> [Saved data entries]
....
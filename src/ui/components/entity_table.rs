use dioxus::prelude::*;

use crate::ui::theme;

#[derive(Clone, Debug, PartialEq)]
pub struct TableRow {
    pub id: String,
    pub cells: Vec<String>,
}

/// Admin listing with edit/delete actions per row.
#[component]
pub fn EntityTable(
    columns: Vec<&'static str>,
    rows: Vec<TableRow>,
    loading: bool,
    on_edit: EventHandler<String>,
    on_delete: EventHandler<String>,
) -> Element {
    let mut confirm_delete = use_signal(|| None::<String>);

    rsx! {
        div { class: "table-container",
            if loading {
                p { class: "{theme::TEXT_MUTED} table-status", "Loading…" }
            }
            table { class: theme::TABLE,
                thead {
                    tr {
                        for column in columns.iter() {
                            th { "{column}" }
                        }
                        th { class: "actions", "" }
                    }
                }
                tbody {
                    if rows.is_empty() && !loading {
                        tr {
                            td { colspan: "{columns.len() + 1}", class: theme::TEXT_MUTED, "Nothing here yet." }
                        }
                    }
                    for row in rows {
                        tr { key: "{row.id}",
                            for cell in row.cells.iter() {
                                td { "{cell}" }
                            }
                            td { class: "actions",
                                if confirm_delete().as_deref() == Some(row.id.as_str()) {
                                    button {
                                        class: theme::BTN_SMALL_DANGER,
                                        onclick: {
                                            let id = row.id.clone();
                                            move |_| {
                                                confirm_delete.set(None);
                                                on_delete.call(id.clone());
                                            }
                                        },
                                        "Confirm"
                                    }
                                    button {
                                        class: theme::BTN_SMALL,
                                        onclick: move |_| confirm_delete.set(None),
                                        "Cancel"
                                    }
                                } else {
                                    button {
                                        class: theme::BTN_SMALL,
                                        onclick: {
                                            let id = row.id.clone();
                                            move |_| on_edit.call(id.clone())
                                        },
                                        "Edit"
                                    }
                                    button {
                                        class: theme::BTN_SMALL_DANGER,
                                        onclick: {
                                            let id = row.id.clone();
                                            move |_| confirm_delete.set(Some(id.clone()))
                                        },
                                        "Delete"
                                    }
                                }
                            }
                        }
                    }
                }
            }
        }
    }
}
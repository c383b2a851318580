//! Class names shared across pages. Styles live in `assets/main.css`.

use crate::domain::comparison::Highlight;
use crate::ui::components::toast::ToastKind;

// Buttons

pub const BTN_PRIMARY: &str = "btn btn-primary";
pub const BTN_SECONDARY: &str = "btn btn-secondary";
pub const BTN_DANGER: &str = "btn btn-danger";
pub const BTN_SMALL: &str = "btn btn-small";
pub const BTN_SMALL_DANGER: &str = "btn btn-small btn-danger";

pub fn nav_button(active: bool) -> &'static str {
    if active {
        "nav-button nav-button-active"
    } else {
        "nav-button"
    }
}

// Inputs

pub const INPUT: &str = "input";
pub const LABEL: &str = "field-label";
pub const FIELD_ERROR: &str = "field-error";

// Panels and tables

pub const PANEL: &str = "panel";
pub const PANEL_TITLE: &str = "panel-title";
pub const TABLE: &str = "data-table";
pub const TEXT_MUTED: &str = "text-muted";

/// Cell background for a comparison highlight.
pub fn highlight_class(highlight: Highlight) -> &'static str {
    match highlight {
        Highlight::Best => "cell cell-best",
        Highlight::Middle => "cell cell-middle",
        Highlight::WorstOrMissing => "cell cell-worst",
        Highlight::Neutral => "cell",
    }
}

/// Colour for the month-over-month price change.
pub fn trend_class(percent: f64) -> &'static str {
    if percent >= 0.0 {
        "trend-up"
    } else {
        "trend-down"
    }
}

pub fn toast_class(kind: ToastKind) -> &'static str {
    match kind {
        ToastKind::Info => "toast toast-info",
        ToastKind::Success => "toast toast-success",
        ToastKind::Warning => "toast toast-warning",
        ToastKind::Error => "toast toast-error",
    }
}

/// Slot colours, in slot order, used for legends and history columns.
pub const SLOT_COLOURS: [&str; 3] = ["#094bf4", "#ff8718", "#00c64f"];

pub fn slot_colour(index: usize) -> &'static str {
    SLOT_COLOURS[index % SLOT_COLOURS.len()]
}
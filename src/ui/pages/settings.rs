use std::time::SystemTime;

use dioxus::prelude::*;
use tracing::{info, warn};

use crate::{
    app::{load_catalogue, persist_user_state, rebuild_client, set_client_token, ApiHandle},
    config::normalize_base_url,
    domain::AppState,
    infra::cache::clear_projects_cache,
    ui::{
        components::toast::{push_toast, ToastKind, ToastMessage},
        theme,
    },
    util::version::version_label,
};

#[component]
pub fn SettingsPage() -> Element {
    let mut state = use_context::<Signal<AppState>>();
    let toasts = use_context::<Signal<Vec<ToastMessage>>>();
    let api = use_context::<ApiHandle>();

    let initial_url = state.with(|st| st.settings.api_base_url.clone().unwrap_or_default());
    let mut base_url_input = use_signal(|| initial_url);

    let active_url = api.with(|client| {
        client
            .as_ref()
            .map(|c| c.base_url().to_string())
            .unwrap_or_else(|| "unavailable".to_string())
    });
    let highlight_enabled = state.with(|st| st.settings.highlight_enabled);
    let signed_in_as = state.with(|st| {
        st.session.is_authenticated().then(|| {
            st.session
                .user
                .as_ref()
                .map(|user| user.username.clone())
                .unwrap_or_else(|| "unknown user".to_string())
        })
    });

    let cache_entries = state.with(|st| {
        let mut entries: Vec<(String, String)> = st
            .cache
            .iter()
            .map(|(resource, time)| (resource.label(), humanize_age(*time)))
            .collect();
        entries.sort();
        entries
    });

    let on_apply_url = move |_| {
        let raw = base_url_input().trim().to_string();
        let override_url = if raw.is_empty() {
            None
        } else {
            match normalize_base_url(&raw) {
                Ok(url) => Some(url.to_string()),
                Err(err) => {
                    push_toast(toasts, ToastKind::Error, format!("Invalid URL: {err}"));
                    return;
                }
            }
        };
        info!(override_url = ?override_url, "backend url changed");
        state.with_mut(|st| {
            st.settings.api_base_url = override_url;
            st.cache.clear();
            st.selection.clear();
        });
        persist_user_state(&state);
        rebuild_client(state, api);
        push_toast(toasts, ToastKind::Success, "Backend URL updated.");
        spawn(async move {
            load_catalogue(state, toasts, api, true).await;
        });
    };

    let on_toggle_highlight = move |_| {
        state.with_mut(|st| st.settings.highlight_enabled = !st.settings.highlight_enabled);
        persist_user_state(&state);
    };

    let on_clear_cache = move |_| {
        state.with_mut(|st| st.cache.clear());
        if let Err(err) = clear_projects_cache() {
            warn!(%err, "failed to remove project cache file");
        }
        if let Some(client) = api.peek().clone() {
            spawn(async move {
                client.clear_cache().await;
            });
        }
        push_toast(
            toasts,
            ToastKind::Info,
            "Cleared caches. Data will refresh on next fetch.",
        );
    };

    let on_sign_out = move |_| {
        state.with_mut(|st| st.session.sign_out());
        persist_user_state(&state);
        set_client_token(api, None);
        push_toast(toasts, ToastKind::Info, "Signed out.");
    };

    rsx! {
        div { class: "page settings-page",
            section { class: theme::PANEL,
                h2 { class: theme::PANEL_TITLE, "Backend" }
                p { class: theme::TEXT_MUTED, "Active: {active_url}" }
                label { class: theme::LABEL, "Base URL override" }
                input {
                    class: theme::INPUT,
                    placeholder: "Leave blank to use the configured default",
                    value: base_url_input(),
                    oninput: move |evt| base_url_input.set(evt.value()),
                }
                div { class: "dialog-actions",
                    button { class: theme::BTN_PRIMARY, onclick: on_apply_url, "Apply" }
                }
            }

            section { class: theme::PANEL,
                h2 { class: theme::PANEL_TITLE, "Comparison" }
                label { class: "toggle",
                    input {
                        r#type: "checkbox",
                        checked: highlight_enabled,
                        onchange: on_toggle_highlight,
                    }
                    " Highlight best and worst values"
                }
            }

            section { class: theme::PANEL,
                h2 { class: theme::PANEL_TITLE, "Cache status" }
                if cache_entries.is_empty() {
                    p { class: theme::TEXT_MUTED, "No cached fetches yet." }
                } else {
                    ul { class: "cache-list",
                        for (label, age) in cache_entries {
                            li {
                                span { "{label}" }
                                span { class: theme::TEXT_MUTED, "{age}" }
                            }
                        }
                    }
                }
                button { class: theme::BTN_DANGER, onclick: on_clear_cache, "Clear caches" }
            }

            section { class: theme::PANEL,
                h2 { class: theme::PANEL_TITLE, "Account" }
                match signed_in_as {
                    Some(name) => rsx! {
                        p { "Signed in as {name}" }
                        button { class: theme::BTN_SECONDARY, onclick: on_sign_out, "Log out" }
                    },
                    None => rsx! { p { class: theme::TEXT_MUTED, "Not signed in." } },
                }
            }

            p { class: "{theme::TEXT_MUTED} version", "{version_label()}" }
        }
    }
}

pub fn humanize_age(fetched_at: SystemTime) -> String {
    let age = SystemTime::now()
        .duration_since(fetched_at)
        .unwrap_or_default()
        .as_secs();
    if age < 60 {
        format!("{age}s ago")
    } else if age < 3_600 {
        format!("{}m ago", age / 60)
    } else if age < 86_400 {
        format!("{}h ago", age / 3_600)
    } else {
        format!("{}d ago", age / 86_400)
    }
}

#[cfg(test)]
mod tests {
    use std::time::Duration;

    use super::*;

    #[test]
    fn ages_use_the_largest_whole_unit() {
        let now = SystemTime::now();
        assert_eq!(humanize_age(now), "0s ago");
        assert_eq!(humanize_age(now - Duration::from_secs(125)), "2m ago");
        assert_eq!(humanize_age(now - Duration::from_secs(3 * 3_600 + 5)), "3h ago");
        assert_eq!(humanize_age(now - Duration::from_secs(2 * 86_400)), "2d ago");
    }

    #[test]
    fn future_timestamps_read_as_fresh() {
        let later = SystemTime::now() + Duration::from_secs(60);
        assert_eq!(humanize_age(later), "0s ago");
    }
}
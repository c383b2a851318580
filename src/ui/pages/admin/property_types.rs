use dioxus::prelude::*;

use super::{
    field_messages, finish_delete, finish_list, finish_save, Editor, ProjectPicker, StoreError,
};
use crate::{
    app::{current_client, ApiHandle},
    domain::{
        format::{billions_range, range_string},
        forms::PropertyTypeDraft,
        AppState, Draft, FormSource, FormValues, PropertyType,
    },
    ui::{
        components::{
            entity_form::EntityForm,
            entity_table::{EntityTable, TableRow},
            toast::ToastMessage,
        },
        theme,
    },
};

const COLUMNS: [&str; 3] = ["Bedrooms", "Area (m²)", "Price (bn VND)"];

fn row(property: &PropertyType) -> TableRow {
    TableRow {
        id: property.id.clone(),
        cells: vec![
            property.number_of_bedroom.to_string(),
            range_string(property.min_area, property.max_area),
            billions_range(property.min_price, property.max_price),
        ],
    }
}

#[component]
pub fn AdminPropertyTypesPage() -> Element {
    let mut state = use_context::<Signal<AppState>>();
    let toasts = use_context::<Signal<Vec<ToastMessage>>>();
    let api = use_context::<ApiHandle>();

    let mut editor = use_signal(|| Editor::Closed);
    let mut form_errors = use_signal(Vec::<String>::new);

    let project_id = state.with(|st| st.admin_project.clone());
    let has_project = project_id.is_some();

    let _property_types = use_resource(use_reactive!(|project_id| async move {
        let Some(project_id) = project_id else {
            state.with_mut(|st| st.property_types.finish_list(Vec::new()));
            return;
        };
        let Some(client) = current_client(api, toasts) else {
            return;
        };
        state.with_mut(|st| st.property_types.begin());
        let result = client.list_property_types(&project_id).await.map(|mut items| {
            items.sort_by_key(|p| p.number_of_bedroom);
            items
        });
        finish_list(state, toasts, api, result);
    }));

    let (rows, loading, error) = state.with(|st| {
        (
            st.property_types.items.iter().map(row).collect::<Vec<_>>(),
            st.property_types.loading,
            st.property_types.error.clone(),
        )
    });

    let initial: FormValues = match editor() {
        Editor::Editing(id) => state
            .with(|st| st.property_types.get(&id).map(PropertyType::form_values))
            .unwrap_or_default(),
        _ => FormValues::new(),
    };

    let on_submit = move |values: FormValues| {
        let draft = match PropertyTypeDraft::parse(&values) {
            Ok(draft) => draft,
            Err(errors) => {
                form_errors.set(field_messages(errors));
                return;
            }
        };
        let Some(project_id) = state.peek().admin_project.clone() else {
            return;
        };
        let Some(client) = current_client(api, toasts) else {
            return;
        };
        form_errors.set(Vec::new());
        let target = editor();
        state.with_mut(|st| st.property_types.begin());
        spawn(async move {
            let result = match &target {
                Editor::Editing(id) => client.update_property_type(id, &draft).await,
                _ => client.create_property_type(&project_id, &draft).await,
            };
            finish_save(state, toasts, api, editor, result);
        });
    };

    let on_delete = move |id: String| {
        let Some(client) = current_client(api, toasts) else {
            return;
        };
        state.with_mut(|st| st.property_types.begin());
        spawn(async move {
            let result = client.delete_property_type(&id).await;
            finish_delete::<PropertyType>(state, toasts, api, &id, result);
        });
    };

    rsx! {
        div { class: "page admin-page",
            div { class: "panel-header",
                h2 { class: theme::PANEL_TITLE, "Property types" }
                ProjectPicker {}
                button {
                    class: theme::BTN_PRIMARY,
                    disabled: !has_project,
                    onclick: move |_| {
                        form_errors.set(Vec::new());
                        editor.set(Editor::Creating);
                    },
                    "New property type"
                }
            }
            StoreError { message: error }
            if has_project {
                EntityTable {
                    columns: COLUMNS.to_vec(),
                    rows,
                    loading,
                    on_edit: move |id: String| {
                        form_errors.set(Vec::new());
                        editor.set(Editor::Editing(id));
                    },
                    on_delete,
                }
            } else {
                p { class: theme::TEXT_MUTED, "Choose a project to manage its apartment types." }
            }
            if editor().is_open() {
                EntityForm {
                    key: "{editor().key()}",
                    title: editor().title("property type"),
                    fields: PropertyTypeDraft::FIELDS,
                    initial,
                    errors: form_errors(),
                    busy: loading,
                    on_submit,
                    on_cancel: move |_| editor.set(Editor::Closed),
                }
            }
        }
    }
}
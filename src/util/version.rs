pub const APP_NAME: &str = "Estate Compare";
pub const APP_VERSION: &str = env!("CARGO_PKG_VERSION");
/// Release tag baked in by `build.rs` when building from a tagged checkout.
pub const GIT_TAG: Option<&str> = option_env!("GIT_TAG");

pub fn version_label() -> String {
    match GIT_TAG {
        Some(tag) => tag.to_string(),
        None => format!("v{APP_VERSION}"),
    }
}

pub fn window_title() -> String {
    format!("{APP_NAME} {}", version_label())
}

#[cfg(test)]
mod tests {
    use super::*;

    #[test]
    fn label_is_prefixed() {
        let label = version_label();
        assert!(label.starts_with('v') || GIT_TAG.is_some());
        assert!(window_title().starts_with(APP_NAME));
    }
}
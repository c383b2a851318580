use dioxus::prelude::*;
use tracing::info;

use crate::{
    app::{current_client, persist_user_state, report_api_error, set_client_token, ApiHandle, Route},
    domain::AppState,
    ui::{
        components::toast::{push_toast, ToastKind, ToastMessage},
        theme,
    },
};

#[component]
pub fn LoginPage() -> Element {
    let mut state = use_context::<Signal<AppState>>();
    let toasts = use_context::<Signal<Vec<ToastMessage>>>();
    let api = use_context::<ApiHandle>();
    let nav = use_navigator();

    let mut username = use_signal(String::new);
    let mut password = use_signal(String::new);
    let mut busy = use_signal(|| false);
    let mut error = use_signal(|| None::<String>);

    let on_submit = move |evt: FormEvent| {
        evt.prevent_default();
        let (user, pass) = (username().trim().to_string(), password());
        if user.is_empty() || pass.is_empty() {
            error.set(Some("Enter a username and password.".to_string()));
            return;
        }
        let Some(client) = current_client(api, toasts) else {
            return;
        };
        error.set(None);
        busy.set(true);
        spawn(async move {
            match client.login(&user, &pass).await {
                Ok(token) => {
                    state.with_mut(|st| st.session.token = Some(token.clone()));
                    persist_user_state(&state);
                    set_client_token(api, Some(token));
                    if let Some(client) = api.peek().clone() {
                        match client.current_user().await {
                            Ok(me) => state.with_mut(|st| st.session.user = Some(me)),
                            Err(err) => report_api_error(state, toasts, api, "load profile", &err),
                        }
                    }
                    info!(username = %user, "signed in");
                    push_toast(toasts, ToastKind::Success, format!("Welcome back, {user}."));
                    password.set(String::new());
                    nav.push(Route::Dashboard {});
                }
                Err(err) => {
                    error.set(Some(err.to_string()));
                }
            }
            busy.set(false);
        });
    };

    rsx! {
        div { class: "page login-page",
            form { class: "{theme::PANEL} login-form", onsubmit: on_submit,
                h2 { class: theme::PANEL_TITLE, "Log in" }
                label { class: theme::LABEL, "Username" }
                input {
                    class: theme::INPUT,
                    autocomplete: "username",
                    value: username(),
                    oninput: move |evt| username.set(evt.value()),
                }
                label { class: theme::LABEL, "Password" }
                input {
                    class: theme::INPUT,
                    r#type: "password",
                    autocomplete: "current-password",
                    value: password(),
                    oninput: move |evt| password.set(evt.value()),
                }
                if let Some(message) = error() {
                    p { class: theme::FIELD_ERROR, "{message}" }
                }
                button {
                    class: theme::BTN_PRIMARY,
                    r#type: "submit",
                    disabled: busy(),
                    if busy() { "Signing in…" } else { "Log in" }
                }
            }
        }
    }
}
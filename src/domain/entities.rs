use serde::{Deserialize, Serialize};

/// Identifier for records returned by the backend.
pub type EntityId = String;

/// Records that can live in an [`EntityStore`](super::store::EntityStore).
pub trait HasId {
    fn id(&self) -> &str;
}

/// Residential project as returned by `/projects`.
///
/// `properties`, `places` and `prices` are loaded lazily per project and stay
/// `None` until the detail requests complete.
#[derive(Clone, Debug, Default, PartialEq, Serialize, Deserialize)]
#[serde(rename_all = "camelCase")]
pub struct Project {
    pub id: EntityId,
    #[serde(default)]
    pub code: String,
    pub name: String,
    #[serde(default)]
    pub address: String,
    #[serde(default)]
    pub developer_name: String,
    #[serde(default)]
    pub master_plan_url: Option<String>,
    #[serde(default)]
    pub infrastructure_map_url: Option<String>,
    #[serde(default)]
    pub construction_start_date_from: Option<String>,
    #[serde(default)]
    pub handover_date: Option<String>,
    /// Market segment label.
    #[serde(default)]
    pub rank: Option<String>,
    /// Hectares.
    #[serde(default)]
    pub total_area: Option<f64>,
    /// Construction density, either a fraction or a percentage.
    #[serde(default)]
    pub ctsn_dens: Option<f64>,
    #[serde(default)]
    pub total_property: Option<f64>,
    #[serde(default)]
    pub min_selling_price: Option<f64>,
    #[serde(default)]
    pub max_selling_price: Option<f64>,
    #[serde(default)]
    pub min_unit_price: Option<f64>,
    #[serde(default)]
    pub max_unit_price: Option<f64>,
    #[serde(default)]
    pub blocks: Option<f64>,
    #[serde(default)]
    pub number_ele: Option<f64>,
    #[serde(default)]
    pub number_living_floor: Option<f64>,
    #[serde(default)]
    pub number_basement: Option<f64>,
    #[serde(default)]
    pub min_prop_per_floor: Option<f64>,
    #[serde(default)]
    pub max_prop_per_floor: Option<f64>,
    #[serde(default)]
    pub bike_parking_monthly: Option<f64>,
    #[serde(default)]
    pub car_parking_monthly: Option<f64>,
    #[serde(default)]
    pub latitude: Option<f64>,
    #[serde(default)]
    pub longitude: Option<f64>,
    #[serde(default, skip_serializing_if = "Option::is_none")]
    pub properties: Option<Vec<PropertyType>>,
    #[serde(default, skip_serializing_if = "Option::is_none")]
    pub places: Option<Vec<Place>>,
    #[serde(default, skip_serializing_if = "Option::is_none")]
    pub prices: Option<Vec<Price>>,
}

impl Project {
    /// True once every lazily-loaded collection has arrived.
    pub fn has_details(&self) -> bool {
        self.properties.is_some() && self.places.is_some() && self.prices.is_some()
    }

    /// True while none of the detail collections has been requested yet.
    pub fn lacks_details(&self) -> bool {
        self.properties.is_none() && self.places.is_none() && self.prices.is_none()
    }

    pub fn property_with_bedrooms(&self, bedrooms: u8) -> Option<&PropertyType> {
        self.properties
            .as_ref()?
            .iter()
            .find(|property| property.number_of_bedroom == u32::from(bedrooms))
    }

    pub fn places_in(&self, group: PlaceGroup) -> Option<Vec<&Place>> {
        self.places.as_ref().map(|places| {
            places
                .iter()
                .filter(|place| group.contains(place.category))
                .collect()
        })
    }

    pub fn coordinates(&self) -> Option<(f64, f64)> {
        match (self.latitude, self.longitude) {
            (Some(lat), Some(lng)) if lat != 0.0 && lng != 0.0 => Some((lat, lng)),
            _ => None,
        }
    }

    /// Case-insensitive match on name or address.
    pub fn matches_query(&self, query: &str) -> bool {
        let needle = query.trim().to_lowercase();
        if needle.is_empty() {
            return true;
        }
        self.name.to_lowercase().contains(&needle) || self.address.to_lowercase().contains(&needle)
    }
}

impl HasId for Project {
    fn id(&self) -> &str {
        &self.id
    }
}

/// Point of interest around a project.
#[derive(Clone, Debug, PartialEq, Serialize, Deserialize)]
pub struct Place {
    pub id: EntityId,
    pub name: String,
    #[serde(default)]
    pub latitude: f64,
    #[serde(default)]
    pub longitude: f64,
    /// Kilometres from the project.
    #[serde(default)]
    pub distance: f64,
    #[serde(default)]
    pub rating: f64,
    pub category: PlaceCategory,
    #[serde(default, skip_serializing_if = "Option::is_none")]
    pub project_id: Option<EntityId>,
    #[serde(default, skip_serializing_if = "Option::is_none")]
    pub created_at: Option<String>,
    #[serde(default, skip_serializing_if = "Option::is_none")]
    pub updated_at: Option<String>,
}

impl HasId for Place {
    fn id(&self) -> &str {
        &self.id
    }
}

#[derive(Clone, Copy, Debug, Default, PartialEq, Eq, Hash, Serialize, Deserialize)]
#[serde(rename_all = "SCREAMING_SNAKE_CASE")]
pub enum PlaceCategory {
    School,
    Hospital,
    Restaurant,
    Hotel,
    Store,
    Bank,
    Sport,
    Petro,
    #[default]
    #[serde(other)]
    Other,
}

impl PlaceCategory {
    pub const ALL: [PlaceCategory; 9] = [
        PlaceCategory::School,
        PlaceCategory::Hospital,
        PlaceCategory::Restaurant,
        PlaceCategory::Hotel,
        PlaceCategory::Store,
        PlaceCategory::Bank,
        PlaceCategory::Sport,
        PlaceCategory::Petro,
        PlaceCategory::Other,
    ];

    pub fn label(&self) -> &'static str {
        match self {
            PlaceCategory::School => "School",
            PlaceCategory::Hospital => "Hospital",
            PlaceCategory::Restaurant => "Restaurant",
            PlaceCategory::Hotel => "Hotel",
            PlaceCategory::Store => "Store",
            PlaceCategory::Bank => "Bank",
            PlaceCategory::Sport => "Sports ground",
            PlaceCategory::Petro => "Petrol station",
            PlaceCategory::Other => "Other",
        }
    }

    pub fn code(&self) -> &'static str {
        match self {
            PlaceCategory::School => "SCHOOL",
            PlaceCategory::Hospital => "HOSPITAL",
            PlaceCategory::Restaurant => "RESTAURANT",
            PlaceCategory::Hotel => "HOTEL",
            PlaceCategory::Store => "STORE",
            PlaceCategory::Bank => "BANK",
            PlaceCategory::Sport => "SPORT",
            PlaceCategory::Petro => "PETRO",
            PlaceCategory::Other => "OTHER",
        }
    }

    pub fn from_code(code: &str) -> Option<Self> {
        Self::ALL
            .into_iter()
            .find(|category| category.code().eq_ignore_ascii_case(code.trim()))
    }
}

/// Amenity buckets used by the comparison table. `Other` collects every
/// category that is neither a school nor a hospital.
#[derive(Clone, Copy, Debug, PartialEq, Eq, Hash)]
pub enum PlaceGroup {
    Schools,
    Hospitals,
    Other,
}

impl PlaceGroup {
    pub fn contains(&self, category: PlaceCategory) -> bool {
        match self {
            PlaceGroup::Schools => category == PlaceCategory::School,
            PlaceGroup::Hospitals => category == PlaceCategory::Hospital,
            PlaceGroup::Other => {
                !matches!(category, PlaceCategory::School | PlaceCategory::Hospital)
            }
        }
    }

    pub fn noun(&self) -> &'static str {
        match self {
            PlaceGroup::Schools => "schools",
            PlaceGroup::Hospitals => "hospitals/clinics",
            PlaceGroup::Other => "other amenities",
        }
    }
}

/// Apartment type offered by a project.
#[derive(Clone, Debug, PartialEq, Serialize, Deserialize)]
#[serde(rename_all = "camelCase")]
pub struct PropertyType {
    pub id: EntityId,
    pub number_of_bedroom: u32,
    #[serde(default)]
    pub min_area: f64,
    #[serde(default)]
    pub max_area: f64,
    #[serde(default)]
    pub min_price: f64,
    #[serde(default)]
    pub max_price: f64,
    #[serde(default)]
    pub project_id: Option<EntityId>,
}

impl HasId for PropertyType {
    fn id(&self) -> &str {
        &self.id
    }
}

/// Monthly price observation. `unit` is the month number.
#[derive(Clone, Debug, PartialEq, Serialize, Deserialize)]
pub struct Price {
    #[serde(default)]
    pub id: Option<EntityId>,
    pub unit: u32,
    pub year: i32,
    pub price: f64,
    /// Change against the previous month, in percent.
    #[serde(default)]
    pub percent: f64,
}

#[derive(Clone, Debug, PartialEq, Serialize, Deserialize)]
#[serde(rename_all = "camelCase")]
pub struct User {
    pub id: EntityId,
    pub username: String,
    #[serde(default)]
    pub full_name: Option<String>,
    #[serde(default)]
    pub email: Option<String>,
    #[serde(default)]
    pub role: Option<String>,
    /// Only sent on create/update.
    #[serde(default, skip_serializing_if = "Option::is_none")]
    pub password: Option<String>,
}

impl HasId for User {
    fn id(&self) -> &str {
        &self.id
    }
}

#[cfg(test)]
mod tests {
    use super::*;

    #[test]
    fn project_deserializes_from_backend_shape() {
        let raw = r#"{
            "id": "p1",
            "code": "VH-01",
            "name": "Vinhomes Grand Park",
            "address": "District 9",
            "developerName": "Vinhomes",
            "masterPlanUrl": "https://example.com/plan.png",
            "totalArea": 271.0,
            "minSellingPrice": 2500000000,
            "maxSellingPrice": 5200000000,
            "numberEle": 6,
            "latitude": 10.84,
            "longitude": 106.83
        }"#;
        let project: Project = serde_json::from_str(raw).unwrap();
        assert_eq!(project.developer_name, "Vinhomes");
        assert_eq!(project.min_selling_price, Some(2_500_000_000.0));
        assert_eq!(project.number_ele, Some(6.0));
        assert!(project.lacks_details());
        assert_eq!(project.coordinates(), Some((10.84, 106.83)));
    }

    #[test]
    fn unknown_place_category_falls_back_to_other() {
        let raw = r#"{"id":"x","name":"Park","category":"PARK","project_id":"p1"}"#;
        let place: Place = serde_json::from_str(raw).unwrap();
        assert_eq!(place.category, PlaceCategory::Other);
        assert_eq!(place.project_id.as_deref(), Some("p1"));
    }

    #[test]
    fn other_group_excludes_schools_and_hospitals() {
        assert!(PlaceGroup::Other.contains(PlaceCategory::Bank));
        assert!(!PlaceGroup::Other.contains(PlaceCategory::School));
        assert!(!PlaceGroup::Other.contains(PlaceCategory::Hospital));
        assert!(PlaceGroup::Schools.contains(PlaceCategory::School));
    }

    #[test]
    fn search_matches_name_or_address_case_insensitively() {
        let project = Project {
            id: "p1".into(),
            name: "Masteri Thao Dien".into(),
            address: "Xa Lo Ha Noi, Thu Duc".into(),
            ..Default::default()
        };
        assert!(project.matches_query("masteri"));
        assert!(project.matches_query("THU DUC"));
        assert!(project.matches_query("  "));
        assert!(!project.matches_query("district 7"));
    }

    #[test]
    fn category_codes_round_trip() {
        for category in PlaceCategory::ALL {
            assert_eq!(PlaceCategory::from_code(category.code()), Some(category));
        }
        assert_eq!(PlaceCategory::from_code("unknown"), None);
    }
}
....
> [Work instruction] Print exactly the lines above from the one with "pub const INPUT: &str" to the one with "pub fn trend_class(percent: f64)", including both.

> [Solution to this problem]
pub const INPUT: &str = "input";
pub const LABEL: &str = "field-label";
pub const FIELD_ERROR: &str = "field-error";

// Panels and tables

pub const PANEL: &str = "panel";
pub const PANEL_TITLE: &str = "panel-title";
pub const TABLE: &str = "data-table";
pub const TEXT_MUTED: &str = "text-muted";

/// Cell background for a comparison highlight.
pub fn highlight_class(highlight: Highlight) -> &'static str {
    match highlight {
        Highlight::Best => "cell cell-best",
        Highlight::Middle => "cell cell-middle",
        Highlight::WorstOrMissing => "cell cell-worst",
        Highlight::Neutral => "cell",
    }
}

/// Colour for the month-over-month price change.
pub fn trend_class(percent: f64) -> &'static str {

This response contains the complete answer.